# Prompt:
Where the data below has the string "models", return the whole line.

# Data extracted from a collection:
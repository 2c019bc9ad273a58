use anyhow::{Error, Result, anyhow};
use async_trait::async_trait;
use lettre::{
    AsyncSmtpTransport, AsyncTransport, Message, Tokio1Executor,
    message::{Mailbox, header::ContentType},
    transport::smtp::authentication::Credentials,
};
use tracing::{debug, info};

use crate::{
    clients::sender::NotificationSender,
    config::Config,
    error::DeliveryError,
    models::{message::DeliveryTask, status::Channel},
};

const DEFAULT_SUBJECT: &str = "Notification";

pub struct SmtpSender {
    transport: AsyncSmtpTransport<Tokio1Executor>,
    from: Mailbox,
}

impl SmtpSender {
    pub fn new(config: &Config) -> Result<Self, Error> {
        let builder = if config.smtp_starttls {
            AsyncSmtpTransport::<Tokio1Executor>::starttls_relay(&config.smtp_host)
                .map_err(|e| anyhow!("Invalid SMTP relay {}: {}", config.smtp_host, e))?
        } else {
            AsyncSmtpTransport::<Tokio1Executor>::builder_dangerous(&config.smtp_host)
        };

        let mut builder = builder.port(config.smtp_port);
        if !config.smtp_user.is_empty() {
            builder = builder.credentials(Credentials::new(
                config.smtp_user.clone(),
                config.smtp_pass.clone(),
            ));
        }

        let from = config
            .smtp_from
            .parse::<Mailbox>()
            .map_err(|e| anyhow!("Invalid SMTP_FROM address: {}", e))?;

        info!(
            host = %config.smtp_host,
            port = config.smtp_port,
            starttls = config.smtp_starttls,
            "SMTP sender initialized"
        );

        Ok(Self {
            transport: builder.build(),
            from,
        })
    }

    fn build_message(&self, task: &DeliveryTask) -> Result<Message, DeliveryError> {
        let to = task
            .recipient
            .parse::<Mailbox>()
            .map_err(|e| DeliveryError::InvalidTask(format!("bad recipient address: {}", e)))?;

        Message::builder()
            .from(self.from.clone())
            .to(to)
            .subject(task.subject().unwrap_or(DEFAULT_SUBJECT))
            .header(ContentType::TEXT_PLAIN)
            .body(task.body.clone())
            .map_err(|e| DeliveryError::InvalidTask(e.to_string()))
    }
}

#[async_trait]
impl NotificationSender for SmtpSender {
    fn channel(&self) -> Channel {
        Channel::Email
    }

    async fn send(&self, task: &DeliveryTask) -> Result<(), DeliveryError> {
        let message = self.build_message(task)?;

        debug!(recipient = %task.recipient, "Sending email");

        self.transport
            .send(message)
            .await
            .map_err(|e| DeliveryError::Provider(e.to_string()))?;

        info!(recipient = %task.recipient, "Email sent");

        Ok(())
    }
}
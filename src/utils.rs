use std::future::Future;

use anyhow::{Error, Result, anyhow};
use tokio::task::JoinHandle;
use tracing::{error, info};
use tracing_subscriber::{EnvFilter, fmt};

use crate::config::LogFormat;

pub fn init_tracing(format: LogFormat) {
    let filter = EnvFilter::try_from_default_env().unwrap_or_else(|_| EnvFilter::new("info"));

    let builder = fmt().with_env_filter(filter).with_target(true);

    // A second init (e.g. from tests) is not an error worth failing on.
    let _ = match format {
        LogFormat::Json => builder.json().with_current_span(false).try_init(),
        LogFormat::Pretty => builder.pretty().try_init(),
    };
}

/// Resolves on Ctrl-C or SIGTERM.
pub async fn shutdown_signal() {
    let ctrl_c = async {
        if let Err(e) = tokio::signal::ctrl_c().await {
            error!(error = %e, "Failed to listen for Ctrl-C");
            std::future::pending::<()>().await;
        }
    };

    #[cfg(unix)]
    let terminate = async {
        match tokio::signal::unix::signal(tokio::signal::unix::SignalKind::terminate()) {
            Ok(mut signal) => {
                signal.recv().await;
            }
            Err(e) => {
                error!(error = %e, "Failed to listen for SIGTERM");
                std::future::pending::<()>().await;
            }
        }
    };

    #[cfg(not(unix))]
    let terminate = std::future::pending::<()>();

    tokio::select! {
        _ = ctrl_c => {},
        _ = terminate => {},
    }

    info!("Shutdown signal received");
}

/// Drives `main_task` to completion while watching `background`.
///
/// A background task that finishes cleanly is left alone and `main_task` keeps
/// running. A background failure (error or panic) ends `main_task` and is
/// returned. The background task is aborted once `main_task` is done.
pub async fn run_with_background<F>(
    main_task: F,
    mut background: JoinHandle<Result<()>>,
) -> Result<()>
where
    F: Future<Output = Result<()>>,
{
    let result = tokio::select! {
        result = main_task => result,
        e = background_failure(&mut background) => {
            error!(error = %format!("{:#}", e), "Background task failed");
            Err(e)
        }
    };

    if !background.is_finished() {
        background.abort();
    }

    result
}

async fn background_failure(background: &mut JoinHandle<Result<()>>) -> Error {
    match background.await {
        Ok(Ok(())) => std::future::pending().await,
        Ok(Err(e)) => e,
        Err(e) => anyhow!("background task panicked: {}", e),
    }
}

#[cfg(test)]
mod tests {
    use std::time::Duration;

    use super::*;

    #[tokio::test]
    async fn background_failure_is_returned() {
        let background = tokio::spawn(async { Err(anyhow!("address in use")) });

        let result = run_with_background(std::future::pending(), background).await;

        assert!(result.unwrap_err().to_string().contains("address in use"));
    }

    #[tokio::test]
    async fn clean_background_exit_does_not_stop_main_task() {
        let background = tokio::spawn(async { Ok(()) });

        let result = run_with_background(
            async {
                tokio::time::sleep(Duration::from_millis(20)).await;
                Ok(())
            },
            background,
        )
        .await;

        assert!(result.is_ok());
    }

    #[tokio::test]
    async fn main_task_error_wins_and_background_is_aborted() {
        let background = tokio::spawn(async {
            std::future::pending::<()>().await;
            Ok(())
        });

        let result =
            run_with_background(async { Err(anyhow!("consumer closed")) }, background).await;

        assert!(result.unwrap_err().to_string().contains("consumer closed"));
    }
}
use tracing::{error, info};

use crate::{
    context::{AppContext, QueueRoutes},
    error::AppError,
    metrics,
    models::{message::DeliveryTask, request::SendRequest, validation::validate_send_request},
};

/// Ingress: validate, persist as `Pending`, then publish.
///
/// The record is written before the publish. If publishing fails the record
/// stays `Pending`; there is no rollback and no reconciliation.
#[derive(Clone)]
pub struct Gateway {
    context: AppContext,
    routes: QueueRoutes,
}

impl Gateway {
    pub fn new(context: AppContext, routes: QueueRoutes) -> Self {
        Self { context, routes }
    }

    pub async fn submit(&self, request: SendRequest) -> Result<i64, AppError> {
        let notification = validate_send_request(request).inspect_err(|_| {
            metrics::record_request("rejected");
        })?;

        let notification_id = self
            .context
            .store
            .create_pending(&notification)
            .await
            .map_err(|e| {
                metrics::record_request("error");
                AppError::DependencyUnavailable(format!("store: {:#}", e))
            })?;

        let queue = self.routes.queue_for(notification.channel);
        let task = DeliveryTask::new(notification_id, notification.recipient, notification.body)
            .with_metadata(notification.metadata);

        if let Err(e) = self.context.broker.publish(queue, &task).await {
            error!(
                notification_id,
                queue,
                error = %e,
                "Publish failed, record left pending"
            );
            metrics::record_request("error");
            return Err(AppError::DependencyUnavailable(format!("broker: {:#}", e)));
        }

        metrics::record_request("accepted");
        info!(
            notification_id,
            channel = %notification.channel,
            queue,
            "Notification queued"
        );

        Ok(notification_id)
    }
}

# Task answer:
    models::{message::DeliveryTask, status::Channel},
    models::{message::DeliveryTask, request::SendRequest, validation::validate_send_request},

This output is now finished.